## Data extracted from a collection
☆ ☆ ☆
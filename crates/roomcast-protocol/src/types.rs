//! Protocol types for roomcast's wire format.
//!
//! Inbound frames are JSON objects with a `command` name, an optional
//! `player_id`, and an optional `data` object. Only the room commands are
//! interpreted; every other command is relayed byte-for-byte, so this
//! module decodes the narrowest view that routing needs and nothing more.

use serde::{Deserialize, Serialize};

use crate::{Codec, ProtocolError};

/// Command name: create a room from a requested name.
pub const CREATE_ROOM: &str = "CREATE_ROOM";
/// Command name: join a room by name (creates it when missing).
pub const JOIN_ROOM: &str = "JOIN_ROOM";
/// Command name: join any existing room.
pub const JOIN_RANDOM_ROOM: &str = "JOIN_RANDOM_ROOM";
/// Command name: high-frequency movement update, relayed to other members.
pub const MOVEMENT: &str = "MOVEMENT";

// ---------------------------------------------------------------------------
// Recipient: who should receive a message?
// ---------------------------------------------------------------------------

/// Specifies who should receive an outbound message, relative to the
/// connection that triggered it.
#[derive(Debug, Clone, PartialEq, Eq)]
pub enum Recipient {
    /// Every member of the sender's room, sender included.
    Room,

    /// Every member of the sender's room except the sender.
    Others,

    /// Only the sender.
    Sender,

    /// Every member of the named room. Used after the sender has already
    /// left and no longer resolves to a room.
    RoomNamed(String),
}

// ---------------------------------------------------------------------------
// ServerMessage: envelopes produced by the coordinator
// ---------------------------------------------------------------------------

/// Envelopes the server emits on its own behalf.
///
/// Serialized with the command name in the `command` field, the same
/// field clients use for their own commands:
///
/// ```text
/// {"command":"ROOM_JOINED","roomName":"shua","master":"alice","playerCount":1}
/// ```
#[derive(Debug, Clone, PartialEq, Eq, Serialize, Deserialize)]
#[serde(tag = "command", rename_all = "SCREAMING_SNAKE_CASE")]
pub enum ServerMessage {
    /// Sent to the sender after a successful create or join.
    RoomJoined {
        #[serde(rename = "roomName")]
        room_name: String,
        master: String,
        #[serde(rename = "playerCount")]
        player_count: usize,
    },

    /// Sent to the remaining members after a player disconnects.
    PlayerLeft { player_id: String },

    /// Sent to the remaining members after the master disconnects and a
    /// successor has been elected.
    NewMaster { master: String },

    /// Sent to the sender when a request was rejected.
    /// Codes follow HTTP conventions: 400 bad request, 409 conflict.
    Error { code: u16, message: String },
}

// ---------------------------------------------------------------------------
// Command: validated inbound commands
// ---------------------------------------------------------------------------

/// The fields every room command carries once validated.
#[derive(Debug, Clone, PartialEq, Eq)]
pub struct RoomRequest {
    /// Client-chosen player id, trusted as-is.
    pub player_id: String,
    /// Requested room name, before any prefix derivation.
    pub room_name: String,
}

/// An inbound command, validated once at the decode boundary.
#[derive(Debug, Clone, PartialEq, Eq)]
pub enum Command {
    CreateRoom(RoomRequest),
    JoinRoom(RoomRequest),
    JoinRandomRoom { player_id: String },
    Movement,
    /// Any other command name. The original frame is relayed unchanged.
    Relay { name: String },
}

#[derive(Deserialize)]
struct Header {
    command: String,
}

#[derive(Deserialize)]
struct RoomEnvelope {
    #[serde(default)]
    player_id: Option<String>,
    #[serde(default)]
    data: Option<RoomData>,
}

#[derive(Deserialize)]
struct RoomData {
    #[serde(default, rename = "roomName")]
    room_name: Option<String>,
}

impl Command {
    /// Decodes and validates an inbound frame.
    ///
    /// # Errors
    /// - `ProtocolError::Decode` if the frame is not an object with a
    ///   string `command`, or a room command has fields of the wrong type.
    /// - `ProtocolError::InvalidRequest` if a room command is missing
    ///   `player_id` or `data.roomName`.
    pub fn decode<C: Codec>(
        codec: &C,
        data: &[u8],
    ) -> Result<Self, ProtocolError> {
        let header: Header = codec.decode(data)?;

        match header.command.as_str() {
            CREATE_ROOM => {
                Ok(Self::CreateRoom(room_request(codec, data)?))
            }
            JOIN_ROOM => {
                Ok(Self::JoinRoom(room_request(codec, data)?))
            }
            JOIN_RANDOM_ROOM => {
                let envelope: RoomEnvelope = codec.decode(data)?;
                let player_id = required(envelope.player_id, "player_id")?;
                Ok(Self::JoinRandomRoom { player_id })
            }
            MOVEMENT => Ok(Self::Movement),
            _ => Ok(Self::Relay {
                name: header.command,
            }),
        }
    }

    /// The wire name of this command.
    pub fn name(&self) -> &str {
        match self {
            Self::CreateRoom(_) => CREATE_ROOM,
            Self::JoinRoom(_) => JOIN_ROOM,
            Self::JoinRandomRoom { .. } => JOIN_RANDOM_ROOM,
            Self::Movement => MOVEMENT,
            Self::Relay { name } => name,
        }
    }
}

fn room_request<C: Codec>(
    codec: &C,
    data: &[u8],
) -> Result<RoomRequest, ProtocolError> {
    let envelope: RoomEnvelope = codec.decode(data)?;
    let player_id = required(envelope.player_id, "player_id")?;
    let room_name =
        required(envelope.data.and_then(|d| d.room_name), "data.roomName")?;
    Ok(RoomRequest {
        player_id,
        room_name,
    })
}

fn required(
    value: Option<String>,
    field: &str,
) -> Result<String, ProtocolError> {
    match value {
        Some(v) if !v.is_empty() => Ok(v),
        _ => Err(ProtocolError::InvalidRequest(format!(
            "missing required field `{field}`"
        ))),
    }
}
☆ ☆ ☆
## ACTIVITY
Take the entries above and repeat them verbatim.

## EXERCISE RESPONSE
filename crates/roomcast-protocol/src/types.rs
//! Protocol types for roomcast's wire format.
//!
//! Inbound frames are JSON objects with a `command` name, an optional
//! `player_id`, and an optional `data` object. Only the room commands are
//! interpreted; every other command is relayed byte-for-byte, so this
//! module decodes the narrowest view that routing needs and nothing more.

use serde::{Deserialize, Serialize};

use crate::{Codec, ProtocolError};

/// Command name: create a room from a requested name.
pub const CREATE_ROOM: &str = "CREATE_ROOM";
/// Command name: join a room by name (creates it when missing).
pub const JOIN_ROOM: &str = "JOIN_ROOM";
/// Command name: join any existing room.
pub const JOIN_RANDOM_ROOM: &str = "JOIN_RANDOM_ROOM";
/// Command name: high-frequency movement update, relayed to other members.
pub const MOVEMENT: &str = "MOVEMENT";

// ---------------------------------------------------------------------------
// Recipient: who should receive a message?
// ---------------------------------------------------------------------------

/// Specifies who should receive an outbound message, relative to the
/// connection that triggered it.
#[derive(Debug, Clone, PartialEq, Eq)]
pub enum Recipient {
    /// Every member of the sender's room, sender included.
    Room,

    /// Every member of the sender's room except the sender.
    Others,

    /// Only the sender.
    Sender,

    /// Every member of the named room. Used after the sender has already
    /// left and no longer resolves to a room.
    RoomNamed(String),
}

// ---------------------------------------------------------------------------
// ServerMessage: envelopes produced by the coordinator
// ---------------------------------------------------------------------------

/// Envelopes the server emits on its own behalf.
///
/// Serialized with the command name in the `command` field, the same
/// field clients use for their own commands:
///
/// ```text
/// {"command":"ROOM_JOINED","roomName":"shua","master":"alice","playerCount":1}
/// ```
#[derive(Debug, Clone, PartialEq, Eq, Serialize, Deserialize)]
#[serde(tag = "command", rename_all = "SCREAMING_SNAKE_CASE")]
pub enum ServerMessage {
    /// Sent to the sender after a successful create or join.
    RoomJoined {
        #[serde(rename = "roomName")]
        room_name: String,
        master: String,
        #[serde(rename = "playerCount")]
        player_count: usize,
    },

    /// Sent to the remaining members after a player disconnects.
    PlayerLeft { player_id: String },

    /// Sent to the remaining members after the master disconnects and a
    /// successor has been elected.
    NewMaster { master: String },

    /// Sent to the sender when a request was rejected.
    /// Codes follow HTTP conventions: 400 bad request, 409 conflict.
    Error { code: u16, message: String },
}

// ---------------------------------------------------------------------------
// Command: validated inbound commands
// ---------------------------------------------------------------------------

/// The fields every room command carries once validated.
#[derive(Debug, Clone, PartialEq, Eq)]
pub struct RoomRequest {
    /// Client-chosen player id, trusted as-is.
    pub player_id: String,
    /// Requested room name, before any prefix derivation.
    pub room_name: String,
}

/// An inbound command, validated once at the decode boundary.
#[derive(Debug, Clone, PartialEq, Eq)]
pub enum Command {
    CreateRoom(RoomRequest),
    JoinRoom(RoomRequest),
    JoinRandomRoom { player_id: String },
    Movement,
    /// Any other command name. The original frame is relayed unchanged.
    Relay { name: String },
}

#[derive(Deserialize)]
struct Header {
    command: String,
}

#[derive(Deserialize)]
struct RoomEnvelope {
    #[serde(default)]
    player_id: Option<String>,
    #[serde(default)]
    data: Option<RoomData>,
}

#[derive(Deserialize)]
struct RoomData {
    #[serde(default, rename = "roomName")]
    room_name: Option<String>,
}

impl Command {
    /// Decodes and validates an inbound frame.
    ///
    /// # Errors
    /// - `ProtocolError::Decode` if the frame is not an object with a
    ///   string `command`, or a room command has fields of the wrong type.
    /// - `ProtocolError::InvalidRequest` if a room command is missing
    ///   `player_id` or `data.roomName`.
    pub fn decode<C: Codec>(
        codec: &C,
        data: &[u8],
    ) -> Result<Self, ProtocolError> {
        let header: Header = codec.decode(data)?;

        match header.command.as_str() {
            CREATE_ROOM => {
                Ok(Self::CreateRoom(room_request(codec, data)?))
            }
            JOIN_ROOM => {
                Ok(Self::JoinRoom(room_request(codec, data)?))
            }
            JOIN_RANDOM_ROOM => {
                let envelope: RoomEnvelope = codec.decode(data)?;
                let player_id = required(envelope.player_id, "player_id")?;
                Ok(Self::JoinRandomRoom { player_id })
            }
            MOVEMENT => Ok(Self::Movement),
            _ => Ok(Self::Relay {
                name: header.command,
            }),
        }
    }

    /// The wire name of this command.
    pub fn name(&self) -> &str {
        match self {
            Self::CreateRoom(_) => CREATE_ROOM,
            Self::JoinRoom(_) => JOIN_ROOM,
            Self::JoinRandomRoom { .. } => JOIN_RANDOM_ROOM,
            Self::Movement => MOVEMENT,
            Self::Relay { name } => name,
        }
    }
}

fn room_request<C: Codec>(
    codec: &C,
    data: &[u8],
) -> Result<RoomRequest, ProtocolError> {
    let envelope: RoomEnvelope = codec.decode(data)?;
    let player_id = required(envelope.player_id, "player_id")?;
    let room_name =
        required(envelope.data.and_then(|d| d.room_name), "data.roomName")?;
    Ok(RoomRequest {
        player_id,
        room_name,
    })
}

fn required(
    value: Option<String>,
    field: &str,
) -> Result<String, ProtocolError> {
    match value {
        Some(v) if !v.is_empty() => Ok(v),
        _ => Err(ProtocolError::InvalidRequest(format!(
            "missing required field `{field}`"
        ))),
    }
}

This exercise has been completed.